CVE-2024-7878: 
WordPress vulnerability analysis and mitigation

The WP ULike WordPress plugin before version 4.7.4 contains a stored Cross-Site Scripting (XSS) vulnerability. This security issue was discovered and publicly disclosed on September 4, 2024, and was assigned the identifier CVE-2024-7878. The vulnerability affects the plugin's settings functionality and impacts WordPress installations using the WP ULike plugin versions prior to 4.7.4 (WPScan, NVD).

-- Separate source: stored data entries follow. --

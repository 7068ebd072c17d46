use std::collections::{BTreeMap, HashMap};
use std::sync::Arc;

use async_trait::async_trait;
use dashmap::DashMap;
use parking_lot::Mutex;
use serde_json::{Map, Value};

use quorum_core::{
    compare_values, Direction, Document, DocumentRef, DocumentStore, FieldOp, Query, Snapshot,
    StoreError, StoreResult, Subscription, SubscriptionSender, Update, WatcherId,
};

/// An in-memory [DocumentStore] with live queries.
///
/// Backs local development and tests. Writes notify matching watchers
/// synchronously while the commit lock is held, so deliveries always
/// arrive in commit order and never interleave.
///
/// Faults can be injected to exercise failure paths: one-shot write and
/// read rejections matched by path fragment, and forced live query
/// failures.
#[derive(Clone)]
pub struct MemoryStore {
    inner: Arc<StoreInner>,
}

struct StoreInner {
    state: Mutex<State>,
    watchers: DashMap<WatcherId, Watcher>,
}

#[derive(Default)]
struct State {
    collections: HashMap<String, Collection>,
    /// Bumps on every committed write, used as an insertion tie-breaker
    /// when sorting query results.
    sequence: u64,
    write_faults: Vec<Fault>,
    read_faults: Vec<Fault>,
}

#[derive(Default)]
struct Collection {
    documents: BTreeMap<String, StoredDocument>,
}

struct StoredDocument {
    fields: Map<String, Value>,
    inserted: u64,
}

struct Watcher {
    query: Query,
    sender: SubscriptionSender,
}

struct Fault {
    fragment: String,
    reason: String,
}

impl State {
    fn next_sequence(&mut self) -> u64 {
        self.sequence += 1;
        self.sequence
    }

    fn take_write_fault(&mut self, path: &str) -> Option<Fault> {
        let index = self
            .write_faults
            .iter()
            .position(|fault| path.contains(&fault.fragment))?;

        Some(self.write_faults.remove(index))
    }

    fn take_read_fault(&mut self, target: &str) -> Option<Fault> {
        let index = self
            .read_faults
            .iter()
            .position(|fault| target.contains(&fault.fragment))?;

        Some(self.read_faults.remove(index))
    }

    fn run_query(&self, query: &Query) -> Snapshot {
        let mut matches: Vec<(&String, &String, &StoredDocument)> = vec![];

        for (path, collection) in &self.collections {
            if !query.covers_collection(path) {
                continue;
            }

            for (id, stored) in &collection.documents {
                if query.matches(&stored.fields) {
                    matches.push((path, id, stored));
                }
            }
        }

        match &query.order {
            Some(order) => matches.sort_by(|(_, _, a), (_, _, b)| {
                let a_key = a.fields.get(&order.field).unwrap_or(&Value::Null);
                let b_key = b.fields.get(&order.field).unwrap_or(&Value::Null);

                let by_field = match order.direction {
                    Direction::Ascending => compare_values(a_key, b_key),
                    Direction::Descending => compare_values(b_key, a_key),
                };

                by_field.then(a.inserted.cmp(&b.inserted))
            }),
            None => matches.sort_by_key(|(_, _, stored)| stored.inserted),
        }

        if let Some(limit) = query.limit {
            matches.truncate(limit);
        }

        matches
            .into_iter()
            .map(|(path, id, stored)| Document::new(id.clone(), path.clone(), stored.fields.clone()))
            .collect()
    }
}

impl MemoryStore {
    pub fn new() -> Self {
        Self {
            inner: Arc::new(StoreInner {
                state: Default::default(),
                watchers: Default::default(),
            }),
        }
    }

    /// Makes the next write whose document path contains `fragment` fail
    /// with [StoreError::Rejected]. Consumed by the write it rejects.
    pub fn reject_next_write(&self, fragment: impl Into<String>, reason: impl Into<String>) {
        self.inner.state.lock().write_faults.push(Fault {
            fragment: fragment.into(),
            reason: reason.into(),
        });
    }

    /// Makes the next read or fetch touching a matching path fail with
    /// [StoreError::Transport]. Consumed by the operation it fails.
    pub fn reject_next_read(&self, fragment: impl Into<String>, reason: impl Into<String>) {
        self.inner.state.lock().read_faults.push(Fault {
            fragment: fragment.into(),
            reason: reason.into(),
        });
    }

    /// Fails every live query whose target contains `fragment`. Affected
    /// subscriptions receive one error and are torn down; new watches are
    /// unaffected.
    pub fn break_live_queries(&self, fragment: &str, reason: &str) {
        // Holding the commit lock keeps the failure ordered against writes.
        let _state = self.inner.state.lock();
        let mut broken = vec![];

        for entry in self.inner.watchers.iter() {
            let watcher = entry.value();

            if !watcher.query.target_name().contains(fragment) {
                continue;
            }

            watcher.sender.send(Err(StoreError::Subscription {
                target: watcher.query.target_name().to_string(),
                reason: reason.to_string(),
            }));

            broken.push(*entry.key());
        }

        for id in broken {
            self.inner.watchers.remove(&id);
        }
    }

    /// Number of documents currently under a collection path.
    pub fn count(&self, collection: &str) -> usize {
        self.inner
            .state
            .lock()
            .collections
            .get(collection)
            .map(|collection| collection.documents.len())
            .unwrap_or(0)
    }

    fn notify(&self, state: &State, collection_path: &str) {
        let mut dead = vec![];

        for entry in self.inner.watchers.iter() {
            let watcher = entry.value();

            if !watcher.query.covers_collection(collection_path) {
                continue;
            }

            let snapshot = state.run_query(&watcher.query);

            if !watcher.sender.send(Ok(snapshot)) {
                dead.push(*entry.key());
            }
        }

        for id in dead {
            self.inner.watchers.remove(&id);
        }
    }
}

impl Default for MemoryStore {
    fn default() -> Self {
        Self::new()
    }
}

#[async_trait]
impl DocumentStore for MemoryStore {
    async fn get(&self, doc: &DocumentRef) -> StoreResult<Option<Document>> {
        let mut state = self.inner.state.lock();

        if let Some(fault) = state.take_read_fault(&doc.path()) {
            return Err(StoreError::Transport(fault.reason));
        }

        let document = state
            .collections
            .get(doc.collection().path())
            .and_then(|collection| collection.documents.get(doc.id()))
            .map(|stored| {
                Document::new(
                    doc.id(),
                    doc.collection().path(),
                    stored.fields.clone(),
                )
            });

        Ok(document)
    }

    async fn set(&self, doc: &DocumentRef, fields: Value) -> StoreResult<()> {
        let Value::Object(fields) = fields else {
            return Err(StoreError::Rejected {
                path: doc.path(),
                reason: "document body must be an object".to_string(),
            });
        };

        let mut state = self.inner.state.lock();

        if let Some(fault) = state.take_write_fault(&doc.path()) {
            return Err(StoreError::Rejected {
                path: doc.path(),
                reason: fault.reason,
            });
        }

        let sequence = state.next_sequence();

        let collection = state
            .collections
            .entry(doc.collection().path().to_string())
            .or_default();

        // A replaced document keeps its original insertion position.
        let inserted = collection
            .documents
            .get(doc.id())
            .map(|existing| existing.inserted)
            .unwrap_or(sequence);

        collection
            .documents
            .insert(doc.id().to_string(), StoredDocument { fields, inserted });

        self.notify(&state, doc.collection().path());
        Ok(())
    }

    async fn update(&self, doc: &DocumentRef, update: Update) -> StoreResult<()> {
        let mut state = self.inner.state.lock();

        if let Some(fault) = state.take_write_fault(&doc.path()) {
            return Err(StoreError::Rejected {
                path: doc.path(),
                reason: fault.reason,
            });
        }

        let stored = state
            .collections
            .get_mut(doc.collection().path())
            .and_then(|collection| collection.documents.get_mut(doc.id()))
            .ok_or(StoreError::NotFound { path: doc.path() })?;

        for (field, op) in update.ops() {
            apply_op(&mut stored.fields, field, op);
        }

        self.notify(&state, doc.collection().path());
        Ok(())
    }

    async fn delete(&self, doc: &DocumentRef) -> StoreResult<()> {
        let mut state = self.inner.state.lock();

        if let Some(fault) = state.take_write_fault(&doc.path()) {
            return Err(StoreError::Rejected {
                path: doc.path(),
                reason: fault.reason,
            });
        }

        state
            .collections
            .get_mut(doc.collection().path())
            .and_then(|collection| collection.documents.remove(doc.id()))
            .ok_or(StoreError::NotFound { path: doc.path() })?;

        self.notify(&state, doc.collection().path());
        Ok(())
    }

    async fn fetch(&self, query: &Query) -> StoreResult<Vec<Document>> {
        let mut state = self.inner.state.lock();

        if let Some(fault) = state.take_read_fault(query.target_name()) {
            return Err(StoreError::Transport(fault.reason));
        }

        Ok(state.run_query(query))
    }

    fn watch(&self, query: &Query) -> Subscription {
        let weak = Arc::downgrade(&self.inner);

        let (sender, subscription) = Subscription::channel(move |id: WatcherId| {
            if let Some(inner) = weak.upgrade() {
                inner.watchers.remove(&id);
            }
        });

        // The lock keeps the initial snapshot ordered against writes.
        let state = self.inner.state.lock();

        sender.send(Ok(state.run_query(query)));

        self.inner.watchers.insert(
            subscription.id(),
            Watcher {
                query: query.clone(),
                sender,
            },
        );

        subscription
    }
}

fn apply_op(fields: &mut Map<String, Value>, field: &str, op: &FieldOp) {
    match op {
        FieldOp::Set(value) => {
            fields.insert(field.to_string(), value.clone());
        }
        FieldOp::ArrayUnion(values) => {
            let entry = fields
                .entry(field.to_string())
                .or_insert_with(|| Value::Array(vec![]));

            if !entry.is_array() {
                *entry = Value::Array(vec![]);
            }

            if let Value::Array(existing) = entry {
                for value in values {
                    if !existing.contains(value) {
                        existing.push(value.clone());
                    }
                }
            }
        }
        FieldOp::Increment(by) => {
            let current = fields.get(field).and_then(Value::as_i64).unwrap_or(0);
            fields.insert(field.to_string(), Value::from(current + by));
        }
    }
}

The vulnerability stems from improper sanitization and escaping of certain settings within the plugin. It has been assigned a CVSS v3.1 base score of 4.8 (Medium) with the vector string CVSS:3.1/AV:N/AC:L/PR:H/UI:R/S:C/C:L/I:L/A:N. The vulnerability is classified as CWE-79 (Improper Neutralization of Input During Web Page Generation) (NVD).

The vulnerability allows high-privilege users such as administrators to perform Stored Cross-Site Scripting attacks, even in environments where the unfiltered_html capability is explicitly disallowed, such as in multisite setups. This could potentially lead to the execution of malicious JavaScript code in users' browsers (WPScan).

The vulnerability has been patched in version 4.7.4 of the WP ULike plugin. Site administrators are strongly advised to update to this version or later to mitigate the security risk (WPScan).